● How to complete this task:
Every line of the records below that holds the word "CheckRequest" belongs in the answer.

● Material for the task:
//! Policy and request/response model.
//!
//! Everything here is constructed outside the engine (policy loader, transport layer)
//! and treated as immutable once handed over. Wire names are camelCase.

use std::collections::{BTreeMap, BTreeSet};

use serde::{Deserialize, Serialize};

use crate::value::{Attributes, Value};

/// Reserved action (and role) wildcard.
pub const WILDCARD: &str = "*";

// ---------- request side ----------

#[derive(Debug, Clone, Default, PartialEq, Serialize, Deserialize)]
#[serde(rename_all = "camelCase")]
pub struct Principal {
    pub id: String,
    #[serde(default)]
    pub roles: BTreeSet<String>,
    #[serde(default, alias = "attr")]
    pub attributes: Attributes,
}

impl Principal {
    pub fn new(id: impl Into<String>) -> Self {
        Self { id: id.into(), ..Default::default() }
    }

    pub fn with_role(mut self, role: impl Into<String>) -> Self {
        self.roles.insert(role.into());
        self
    }

    pub fn with_attr(mut self, key: impl Into<String>, value: impl Into<Value>) -> Self {
        self.attributes.insert(key.into(), value.into());
        self
    }
}

#[derive(Debug, Clone, Default, PartialEq, Serialize, Deserialize)]
#[serde(rename_all = "camelCase")]
pub struct Resource {
    pub kind: String,
    pub id: String,
    #[serde(default, alias = "attr")]
    pub attributes: Attributes,
}

impl Resource {
    pub fn new(kind: impl Into<String>, id: impl Into<String>) -> Self {
        Self { kind: kind.into(), id: id.into(), attributes: Attributes::new() }
    }

    pub fn with_attr(mut self, key: impl Into<String>, value: impl Into<Value>) -> Self {
        self.attributes.insert(key.into(), value.into());
        self
    }
}

#[derive(Debug, Clone, Default, PartialEq, Serialize, Deserialize)]
#[serde(rename_all = "camelCase")]
pub struct CheckRequest {
    #[serde(default)]
    pub request_id: Option<String>,
    /// Tenant discriminator; part of the decision-cache fingerprint.
    #[serde(default)]
    pub tenant: Option<String>,
    pub principal: Principal,
    pub resource: Resource,
    pub actions: Vec<String>,
    #[serde(default)]
    pub aux_data: Option<Attributes>,
}

impl CheckRequest {
    pub fn new<I, S>(principal: Principal, resource: Resource, actions: I) -> Self
    where
        I: IntoIterator<Item = S>,
        S: Into<String>,
    {
        Self {
            request_id: None,
            tenant: None,
            principal,
            resource,
            actions: actions.into_iter().map(Into::into).collect(),
            aux_data: None,
        }
    }

    pub fn with_request_id(mut self, id: impl Into<String>) -> Self {
        self.request_id = Some(id.into());
        self
    }

    pub fn with_tenant(mut self, tenant: impl Into<String>) -> Self {
        self.tenant = Some(tenant.into());
        self
    }

    pub fn with_aux(mut self, key: impl Into<String>, value: impl Into<Value>) -> Self {
        self.aux_data.get_or_insert_with(Attributes::new).insert(key.into(), value.into());
        self
    }

    /// Structural validation; the reason is reported in `ResponseMeta::error`.
    pub fn shape_error(&self) -> Option<String> {
        if self.principal.id.is_empty() {
            return Some("principal.id must not be empty".into());
        }
        if self.resource.kind.is_empty() {
            return Some("resource.kind must not be empty".into());
        }
        if self.actions.is_empty() {
            return Some("actions must not be empty".into());
        }
        if self.actions.iter().any(String::is_empty) {
            return Some("actions must not contain empty strings".into());
        }
        None
    }
}

// ---------- policy side ----------

#[derive(Debug, Clone, Copy, PartialEq, Eq, Hash, Serialize, Deserialize)]
#[serde(rename_all = "camelCase")]
pub enum Effect {
    Allow,
    Deny,
}

impl Effect {
    pub fn as_str(self) -> &'static str {
        match self {
            Effect::Allow => "allow",
            Effect::Deny => "deny",
        }
    }
}

#[derive(Debug, Clone, PartialEq, Serialize, Deserialize)]
#[serde(rename_all = "camelCase")]
pub struct PolicyRule {
    pub name: String,
    pub actions: BTreeSet<String>,
    pub effect: Effect,
    /// `None` = any principal; `Some(empty)` never intersects.
    #[serde(default)]
    pub roles: Option<BTreeSet<String>>,
    #[serde(default)]
    pub derived_roles: Option<BTreeSet<String>>,
    #[serde(default)]
    pub condition: Option<String>,
}

impl PolicyRule {
    pub fn new<I, S>(name: impl Into<String>, effect: Effect, actions: I) -> Self
    where
        I: IntoIterator<Item = S>,
        S: Into<String>,
    {
        Self {
            name: name.into(),
            actions: actions.into_iter().map(Into::into).collect(),
            effect,
            roles: None,
            derived_roles: None,
            condition: None,
        }
    }

    pub fn with_roles<I, S>(mut self, roles: I) -> Self
    where
        I: IntoIterator<Item = S>,
        S: Into<String>,
    {
        self.roles = Some(roles.into_iter().map(Into::into).collect());
        self
    }

    pub fn with_derived_roles<I, S>(mut self, roles: I) -> Self
    where
        I: IntoIterator<Item = S>,
        S: Into<String>,
    {
        self.derived_roles = Some(roles.into_iter().map(Into::into).collect());
        self
    }

    pub fn with_condition(mut self, condition: impl Into<String>) -> Self {
        self.condition = Some(condition.into());
        self
    }

    /// Rule's actions contain `action` or the wildcard.
    pub fn covers_action(&self, action: &str) -> bool {
        self.actions.contains(action) || self.actions.contains(WILDCARD)
    }
}

#[derive(Debug, Clone, PartialEq, Serialize, Deserialize)]
#[serde(rename_all = "camelCase")]
pub struct ResourcePolicy {
    pub name: String,
    #[serde(default = "default_version")]
    pub version: String,
    pub resource_kind: String,
    pub rules: Vec<PolicyRule>,
}

impl ResourcePolicy {
    pub fn new(name: impl Into<String>, resource_kind: impl Into<String>, rules: Vec<PolicyRule>) -> Self {
        Self {
            name: name.into(),
            version: default_version(),
            resource_kind: resource_kind.into(),
            rules,
        }
    }
}

fn default_version() -> String {
    "default".into()
}

/// A dynamically computed role; never stored on the principal.
#[derive(Debug, Clone, PartialEq, Serialize, Deserialize)]
#[serde(rename_all = "camelCase")]
pub struct DerivedRoleDefinition {
    pub name: String,
    /// Empty = never eligible; `"*"` = any role.
    pub parent_roles: BTreeSet<String>,
    /// `None` applies whenever the parent-role gate passes.
    #[serde(default)]
    pub condition: Option<String>,
}

impl DerivedRoleDefinition {
    pub fn new<I, S>(name: impl Into<String>, parent_roles: I) -> Self
    where
        I: IntoIterator<Item = S>,
        S: Into<String>,
    {
        Self {
            name: name.into(),
            parent_roles: parent_roles.into_iter().map(Into::into).collect(),
            condition: None,
        }
    }

    pub fn with_condition(mut self, condition: impl Into<String>) -> Self {
        self.condition = Some(condition.into());
        self
    }
}

/// Named group of derived-role definitions, as produced by the loader.
#[derive(Debug, Clone, PartialEq, Serialize, Deserialize)]
#[serde(rename_all = "camelCase")]
pub struct DerivedRolesPolicy {
    pub name: String,
    pub definitions: Vec<DerivedRoleDefinition>,
}

impl DerivedRolesPolicy {
    pub fn new(name: impl Into<String>, definitions: Vec<DerivedRoleDefinition>) -> Self {
        Self { name: name.into(), definitions }
    }
}

// ---------- response side ----------

#[derive(Debug, Clone, PartialEq, Eq, Serialize, Deserialize)]
#[serde(rename_all = "camelCase")]
pub struct ActionResult {
    pub effect: Effect,
    pub matched_policy: Option<String>,
    pub matched_rule: Option<String>,
    pub effective_derived_roles: Vec<String>,
}

impl ActionResult {
    /// Default-deny result (no rule matched).
    pub fn default_deny(effective_derived_roles: Vec<String>) -> Self {
        Self {
            effect: Effect::Deny,
            matched_policy: None,
            matched_rule: None,
            effective_derived_roles,
        }
    }

    pub fn is_allowed(&self) -> bool {
        self.effect == Effect::Allow
    }

    /// Whether any rule matched (false means default deny).
    pub fn matched(&self) -> bool {
        self.matched_rule.is_some()
    }
}

/// Why a response is incomplete; unresolved actions are always `Deny`.
#[derive(Debug, Clone, PartialEq, Eq, Serialize, Deserialize)]
#[serde(rename_all = "camelCase", tag = "kind", content = "detail")]
pub enum CheckFailure {
    Timeout,
    InvalidRequest(String),
}

#[derive(Debug, Clone, Default, PartialEq, Serialize, Deserialize)]
#[serde(rename_all = "camelCase")]
pub struct ResponseMeta {
    pub evaluation_duration_ms: f64,
    pub policies_evaluated: Vec<String>,
    #[serde(default)]
    pub cache_hit: bool,
    #[serde(default)]
    pub error: Option<CheckFailure>,
}

#[derive(Debug, Clone, Default, PartialEq, Serialize, Deserialize)]
#[serde(rename_all = "camelCase")]
pub struct CheckResponse {
    pub request_id: String,
    pub results: BTreeMap<String, ActionResult>,
    pub meta: ResponseMeta,
}

impl CheckResponse {
    pub fn result(&self, action: &str) -> Option<&ActionResult> {
        self.results.get(action)
    }

    pub fn is_allowed(&self, action: &str) -> bool {
        self.results.get(action).map(ActionResult::is_allowed).unwrap_or(false)
    }
}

● Written reply:
pub struct CheckRequest {
impl CheckRequest {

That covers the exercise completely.